APC injuries are subdivided into types 1, 2, and 3, and correlate with relative stability [6]. In this case, diastasis of the symphysis pubis was 6.2 cm, which determined the type of APC 3 injury, with a symphyseal diastasis of >2.5 cm and widened SI joints due to disruption of the sacrospinous and anterior and posterior SI ligaments. Severe APC injuries create a complete diastasis of the anterior pelvis, and partial or complete diastasis of the posterior pelvis [8]. The tensile and shear forces to the pelvic vasculature result in greater disruption of the vessels and more bleeding than in other injury mechanisms [1,4]. In this case, a pelvic binder was provided immediately after the unstable pelvic ring fracture was confirmed using radiological images, and urgent TAE was performed using angiography in cooperation with the intervention team of the radiological department to successfully block the bleeding obturator artery. In previous studies, different algorithms have been proposed for the management of unstable pelvic fractures [3,4,9,10]. If a vital sign of patient is hemodynamically unstable, management determinations are influenced by the availability of resources such as a surgical team instantaneously available with a surgeon familiar with the principles of damage control and preperitoneal packing and/or an angiography suite as well as with a radiologist for an urgent embolization. Our institution is also treating the patient with an algorithm similar with that used in the previous studies.
The surgical treatment of pelvic and acetabular fractures is technically demanding [1,8,1113]. The aim is to achieve anatomical or near-anatomical restoration of the articular surface and accurate reduction of the pelvic ring in mechanically unstable injuries. In general, if only diastasis of the symphysis pubis exists in the APC-type pelvic ring injury, only anterior plating can be appropriate treatment if it is indicated. However, an extended approach such as the ilioinguinal or modified Stoppa approach extended beyond the Pfannenstiel approach is needed to fix the ramus fracture, which is in close proximity to the acetabular area, to stabilize the pelvic ring [14]. The extended approach has disadvantages in that the length of the incision is enlarged more than the simple anterior approach such as the Stoppa and Pfannenstiel approaches, the operation time is long, and the possibilities of major blood loss and postoperative infection are increased [5,15,16]. Percutaneous pelvic fixation has been receiving more attention to avoid extensile surgical approaches. In this case, a minimally invasive surgery was decided with measures to minimize bleeding in consideration of his general condition and reduce the operation time to improve the prognosis of the patient, and successful fracture reduction and fixation were achieved.

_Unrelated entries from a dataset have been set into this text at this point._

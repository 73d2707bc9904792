use std::fs;
use std::path::PathBuf;

use base64::engine::general_purpose::STANDARD;
use base64::Engine as _;
use serde::{Deserialize, Serialize};

pub const APP_NAME: &str = "cryptdoc";
pub const CONFIG_FILE_NAME: &str = "config.toml";

/// Text encoding used to print and read envelopes on the command line
#[derive(Debug, Clone, Copy, PartialEq, Eq, Default, Serialize, Deserialize, clap::ValueEnum)]
#[serde(rename_all = "snake_case")]
pub enum EnvelopeEncoding {
    #[default]
    Hex,
    Base64,
}

#[derive(Debug, thiserror::Error)]
pub enum EncodingError {
    #[error("invalid hex envelope: {0}")]
    Hex(#[from] hex::FromHexError),
    #[error("invalid base64 envelope: {0}")]
    Base64(#[from] base64::DecodeError),
}

impl EnvelopeEncoding {
    pub fn encode(&self, envelope: &[u8]) -> String {
        match self {
            EnvelopeEncoding::Hex => hex::encode(envelope),
            EnvelopeEncoding::Base64 => STANDARD.encode(envelope),
        }
    }

    /// Decode an envelope, ignoring surrounding whitespace
    pub fn decode(&self, text: &str) -> Result<Vec<u8>, EncodingError> {
        let text = text.trim();
        Ok(match self {
            EnvelopeEncoding::Hex => hex::decode(text)?,
            EnvelopeEncoding::Base64 => STANDARD.decode(text)?,
        })
    }
}

#[derive(Debug, Clone, PartialEq, Eq, Serialize, Deserialize)]
pub struct AppConfig {
    /// Default log level (error, warn, info, debug, trace); RUST_LOG still applies on top
    #[serde(default = "default_log_level")]
    pub log_level: String,
    /// How envelopes are written to and read from text
    #[serde(default)]
    pub envelope_encoding: EnvelopeEncoding,
}

fn default_log_level() -> String {
    "warn".to_string()
}

impl Default for AppConfig {
    fn default() -> Self {
        Self {
            log_level: default_log_level(),
            envelope_encoding: EnvelopeEncoding::default(),
        }
    }
}

#[derive(Debug, Clone)]
pub struct AppState {
    /// Path the config was (or would have been) loaded from
    pub config_path: Option<PathBuf>,
    /// Loaded configuration
    pub config: AppConfig,
    /// `config.log_level`, validated
    pub log_level: tracing::Level,
}

impl AppState {
    /// Default config location (~/.cryptdoc/config.toml)
    pub fn default_config_path() -> Option<PathBuf> {
        dirs::home_dir().map(|home| home.join(format!(".{}", APP_NAME)).join(CONFIG_FILE_NAME))
    }

    /// Load configuration
    ///
    /// An explicit path must exist. Without one the default location is tried,
    /// and a missing file there just means defaults.
    pub fn load(custom_path: Option<PathBuf>) -> Result<Self, StateError> {
        let (config_path, required) = match custom_path {
            Some(path) => (Some(path), true),
            None => (Self::default_config_path(), false),
        };

        let config = match &config_path {
            Some(path) if path.exists() => {
                let contents = fs::read_to_string(path)?;
                toml::from_str(&contents)?
            }
            Some(path) if required => return Err(StateError::NotFound(path.clone())),
            _ => AppConfig::default(),
        };

        let log_level: tracing::Level = config
            .log_level
            .parse()
            .map_err(|_| StateError::InvalidLogLevel(config.log_level.clone()))?;

        Ok(Self {
            config_path,
            config,
            log_level,
        })
    }
}

#[derive(Debug, thiserror::Error)]
pub enum StateError {
    #[error("config file not found: {0}")]
    NotFound(PathBuf),
    #[error("IO error: {0}")]
    Io(#[from] std::io::Error),
    #[error("failed to parse config: {0}")]
    ConfigParse(#[from] toml::de::Error),
    #[error("invalid log level {0:?} (expected error, warn, info, debug or trace)")]
    InvalidLogLevel(String),
}
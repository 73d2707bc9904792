pub mod keygen;
pub mod open;
pub mod seal;
pub mod version;

pub use keygen::Keygen;
pub use open::Open;
pub use seal::Seal;
pub use version::Version;
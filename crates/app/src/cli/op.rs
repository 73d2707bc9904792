use std::error::Error;

use crate::state::{AppConfig, EnvelopeEncoding};

#[derive(Debug, Clone)]
pub struct OpContext {
    /// Loaded configuration (defaults if no config file exists)
    pub config: AppConfig,
}

impl OpContext {
    pub fn new(config: AppConfig) -> Self {
        Self { config }
    }

    /// The envelope encoding to use, preferring a per-command override
    pub fn encoding(&self, explicit: Option<EnvelopeEncoding>) -> EnvelopeEncoding {
        explicit.unwrap_or(self.config.envelope_encoding)
    }
}

#[async_trait::async_trait]
pub trait Op: Send + Sync {
    type Error: Error + Send + Sync + 'static;
    type Output;

    async fn execute(&self, ctx: &OpContext) -> Result<Self::Output, Self::Error>;
}

#[macro_export]
macro_rules! command_enum {
    ($(($variant:ident, $type:ty)),* $(,)?) => {
        #[derive(Subcommand, Debug, Clone)]
        pub enum Command {
            $($variant($type),)*
        }

        #[derive(Debug)]
        pub enum OpOutput {
            $($variant(<$type as $crate::cli::op::Op>::Output),)*
        }

        #[derive(Debug, thiserror::Error)]
        pub enum OpError {
            $(
                #[error(transparent)]
                $variant(<$type as $crate::cli::op::Op>::Error),
            )*
        }

        #[async_trait::async_trait]
        impl $crate::cli::op::Op for Command {
            type Output = OpOutput;
            type Error = OpError;

            async fn execute(&self, ctx: &$crate::cli::op::OpContext) -> Result<Self::Output, Self::Error> {
                match self {
                    $(
                        Command::$variant(op) => {
                            op.execute(ctx).await
                                .map(OpOutput::$variant)
                                .map_err(OpError::$variant)
                        },
                    )*
                }
            }
        }

        impl std::fmt::Display for OpOutput {
            fn fmt(&self, f: &mut std::fmt::Formatter<'_>) -> std::fmt::Result {
                match self {
                    $(
                        OpOutput::$variant(output) => write!(f, "{}", output),
                    )*
                }
            }
        }
    };
}
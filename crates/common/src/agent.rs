use serde::de::DeserializeOwned;
use serde::Serialize;

use crate::crypto::{
    self, derive_shared_secret, EntropySource, EnvelopeError, OsEntropy, PublicKey,
    RandomnessError, SecretKey, SharedSecret,
};

/// Short-lived sender identity bound to a single receiver
///
/// On construction an ephemeral keypair is generated, the shared secret toward
/// the receiver is derived, and the ephemeral secret key is dropped (and wiped).
/// What remains is the public key to hand to the receiver and the cached
/// shared secret to seal documents with.
///
/// Immutable after construction, so it can be shared freely across threads.
///
/// # Examples
///
/// ```ignore
/// let agent = Agent::new(&registry.public_key())?;
/// registry.register("agent-1", &agent.public_key());
///
/// let envelope = agent.seal(&note)?;
/// ```
#[derive(Debug, Clone)]
pub struct Agent {
    public_key: PublicKey,
    shared_secret: SharedSecret,
}

impl Agent {
    /// Create a sender identity toward `peer`, using the OS entropy source
    pub fn new(peer: &PublicKey) -> Result<Self, RandomnessError> {
        Self::with_entropy(peer, &OsEntropy)
    }

    /// Create a sender identity toward `peer`, drawing the ephemeral key from `entropy`
    pub fn with_entropy(
        peer: &PublicKey,
        entropy: &dyn EntropySource,
    ) -> Result<Self, RandomnessError> {
        let ephemeral = SecretKey::generate_with(entropy)?;
        let agent = Self {
            public_key: ephemeral.public(),
            shared_secret: derive_shared_secret(&ephemeral, peer),
        };

        tracing::debug!(
            agent = %agent.public_key,
            peer = %peer,
            "created sender identity"
        );
        Ok(agent)
    }

    /// Our ephemeral public key, to be sent to the receiver out of band
    pub fn public_key(&self) -> PublicKey {
        self.public_key
    }

    /// A copy of the cached shared secret toward the receiver
    pub fn shared_secret(&self) -> SharedSecret {
        self.shared_secret.clone()
    }

    /// Seal a document for the receiver
    pub fn seal<T>(&self, document: &T) -> Result<Vec<u8>, EnvelopeError>
    where
        T: Serialize + ?Sized,
    {
        crypto::seal(&self.shared_secret, document)
    }

    /// Open a document the receiver sealed for us
    pub fn open<T>(&self, envelope: &[u8]) -> Result<T, EnvelopeError>
    where
        T: DeserializeOwned,
    {
        crypto::open(envelope, &self.shared_secret)
    }
}

#[cfg(test)]
mod test {
    use super::*;
    use crate::crypto::FailingEntropy;
    use crate::crypto::KeyPair;

    #[test]
    fn test_agent_derives_receiver_secret() {
        let receiver = KeyPair::generate().unwrap();
        let agent = Agent::new(&receiver.public).unwrap();

        let expected = derive_shared_secret(&receiver.secret, &agent.public_key());
        assert_eq!(agent.shared_secret(), expected);
    }

    #[test]
    fn test_each_agent_is_ephemeral() {
        let receiver = KeyPair::generate().unwrap();
        let a = Agent::new(&receiver.public).unwrap();
        let b = Agent::new(&receiver.public).unwrap();
        assert_ne!(a.public_key(), b.public_key());
        assert_ne!(a.shared_secret(), b.shared_secret());
    }

    #[test]
    fn test_accessors_are_stable() {
        let receiver = KeyPair::generate().unwrap();
        let agent = Agent::new(&receiver.public).unwrap();
        assert_eq!(agent.public_key(), agent.public_key());
        assert_eq!(agent.shared_secret(), agent.shared_secret());
    }

    #[test]
    fn test_agent_is_shareable_across_threads() {
        let receiver = KeyPair::generate().unwrap();
        let agent = Agent::new(&receiver.public).unwrap();
        let expected = agent.public_key();

        std::thread::scope(|s| {
            for _ in 0..4 {
                s.spawn(|| {
                    assert_eq!(agent.public_key(), expected);
                    let envelope = agent.seal("ping").unwrap();
                    let echoed: String = agent.open(&envelope).unwrap();
                    assert_eq!(echoed, "ping");
                });
            }
        });
    }

    #[test]
    fn test_debug_does_not_leak_secret() {
        let receiver = KeyPair::generate().unwrap();
        let agent = Agent::new(&receiver.public).unwrap();
        let debug = format!("{:?}", agent);
        assert!(debug.contains(&agent.public_key().to_hex()));
        assert!(!debug.contains(&agent.shared_secret().to_hex()));
    }

    #[test]
    fn test_entropy_failure_yields_no_agent() {
        let receiver = KeyPair::generate().unwrap();
        assert!(Agent::with_entropy(&receiver.public, &FailingEntropy).is_err());
    }
}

Understanding the dysmorphism of the sacrum was essential for stabilizing the SI joint of the patient. Dysmorphic osseous characteristics include collinearity of the upper portion of the sacrum and iliac crests on the outlet radiographic view and the presence of mammillary bodies at the sacral ala, noncircular anterior sacral foramina, residual upper sacral disks, a tongue-in-groove sacroiliac joint surface, and cortical indentation of the ala on the inlet radiograph [17]. In addition, these patients have an acute alar slope as seen on the lateral view of the sacrum. In this case, most of the above-mentioned features of sacral dysmorphism appeared on the radiograph and CT scans. A special screw fixation method at the S1 level is required for characteristic reasons that the horizontal screws placed across a dysmorphic sacrum will result in iatrogenic nerve injury. In this case, understanding of this sacral dysmorphism and correct fixation of the screw to the narrow and oblique safe zone of the upper sacrum increased the fixation force and compression of the SI joint.
Limitation of this case, a pelvic ring injury of APC type was detected on radiography when the blood pressure decreased suddenly, and a pelvic sheet was applied urgently. If a pelvic sheet or pelvic binder was administered immediately before blood pressure dropped, hemodynamically instability might not have occurred. However, Successful stabilization of vital signs was attained by active and quick cooperation on the extravasation of the artery on the CT scan. We performed an appropriate treatment with a minimally invasive surgical technique with careful preoperative planning for an APC-3 pelvic ring injury with sacral dysmorphism. The treatment using separated antegrade rami screws fixation and anterior symphyseal plating is useful to stabilization of unstable pelvic ring injury.
Fig. 1
(A, B) The radiograph and CT scans show an anterior posterior compression (APC) type 3 pelvic ring injury with a 6.2-cm diastasis of the symphysis pubis (red arrow) and fractures of the bilateral superior and inferior ramus area. (C) The axial CT image shows a widening of the sacroiliac joint presumed to be a disruption of the anterior and posterior sacroiliac ligament (yellow arrows). CT: computed tomography.
Fig. 2
(A) The abdominal pelvic CT scan shows an implication of the finding of contrast extravasation (yellow arrrow) around the left obturator artery. (B, C) The bleeding in the left obturator artery territory was confirmed, and coil embolization using coil was performed. CT: computed tomography.
Fig. 3
The entire procedure was performed using an intraoperative C-arm imaging system. (A) The anterior pelvic ring was stabilized using a reduction clamp to resolve the diastasis of the symphysis pubis. (B, C) A 7.0-mm-diameter, 16-mm partially threaded cannulated screw was placed over the guide wire for compression of the bilateral and lateral ramus fracture sites. (D) After fixation of the bilateral screws, through an incision with the Pfannenstiel approach, an anterior plate was fixed using a six-hole single unlocked 3.5-mm plate. (E) The inlet view shows two sacroiliac guide wires placed in a proper position at the bodies of S1 and S2. (F) The outlet view shows the sacroiliac guide wire placed in a slightly oblique direction because of sacral dysmorphism.
Fig. 4
The postoperative radiographs demonstrate an anatomic reduction with plate and screws in the anteroposterior (A), inlet (B), outlet (C), and oblique views (D, E).
Fig. 5
The follow-up radiographs at 1 year 6 months after index surgery demonstrate complete bony healing in the anteroposterior (A), inlet (B), outlet (C), and oblique views (D, E).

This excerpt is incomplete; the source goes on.